> **Study material**:
/// Program the single fabric-wide multicast group (id = 1) from the
/// spanning tree: the tree's "all ports" set is written to it directly.
pub fn fabric_multicast_entry(tree: &SpanningTree, topology: &Topology, switch: &str) -> MulticastEntry {
    let ports = tree.replica_ports(topology, switch);
    build_multicast_entry(
        1,
        ports
            .into_iter()
            .map(|port| MulticastReplica { port, instance: 1 })
            .collect(),
    )
}

#[cfg(test)]
mod tests {
    use super::*;

    #[test]
    fn tunnel_id_is_base_ten_concatenation() {
        assert_eq!(TunnelId::from_path(&[1, 3, 5]).0, 135);
        assert_eq!(TunnelId::from_path(&[3, 1, 2]).0, 312);
    }

    #[test]
    fn reverse_path_reverses_digit_concatenation() {
        let forward = TunnelId::from_path(&[1, 2, 3, 4]);
        let reverse = TunnelId::from_path(&[4, 3, 2, 1]);
        assert_eq!(forward.0, 1234);
        assert_eq!(reverse.0, 4321);
    }

    #[test]
    fn batch_report_tracks_partial_failure() {
        let mut report = BatchReport::default();
        report.record_success(UpdateKind::Insert);
        report.record_failure("bad-entry", "boom");
        assert_eq!(report.attempted, 2);
        assert!(!report.all_ok());
    }
}

#[cfg(test)]
mod proptests {
    use proptest::prelude::*;

    use super::*;

    proptest! {
        /// Invariant 3: `tunnel_id(path)` is the base-10 concatenation of the
        /// path's switch ids, and is deterministic for a given path.
        #[test]
        fn tunnel_id_matches_digit_concatenation(path in prop::collection::vec(1u32..1000, 1..6)) {
            let expected: u64 = path
                .iter()
                .map(|id| id.to_string())
                .collect::<String>()
                .parse()
                .unwrap_or(0);
            prop_assert_eq!(TunnelId::from_path(&path).0, expected);
            prop_assert_eq!(TunnelId::from_path(&path).0, TunnelId::from_path(&path).0);
        }

        /// Reversing a path reverses the digit concatenation, so forward and
        /// reverse tunnels never collide except for palindromic paths.
        /// Single-digit ids keep "reverse the path" equivalent to "reverse
        /// the decimal string" (multi-digit ids would break that equivalence
        /// without affecting the underlying determinism invariant above).
        #[test]
        fn reversed_path_yields_reversed_digits(path in prop::collection::vec(1u32..10, 2..6)) {
            let mut reversed = path.clone();
            reversed.reverse();

            let forward_digits: String = path.iter().map(|id| id.to_string()).collect();
            let reverse_digits: String = forward_digits.chars().rev().collect();
            let expected_reverse: u64 = reverse_digits.parse().unwrap_or(0);

            prop_assert_eq!(TunnelId::from_path(&reversed).0, expected_reverse);
        }
    }
}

> **Activity**:
Return each line from the records that includes the word "parse".

> **Solution for this exercise**:
                .parse()
            let expected_reverse: u64 = reverse_digits.parse().unwrap_or(0);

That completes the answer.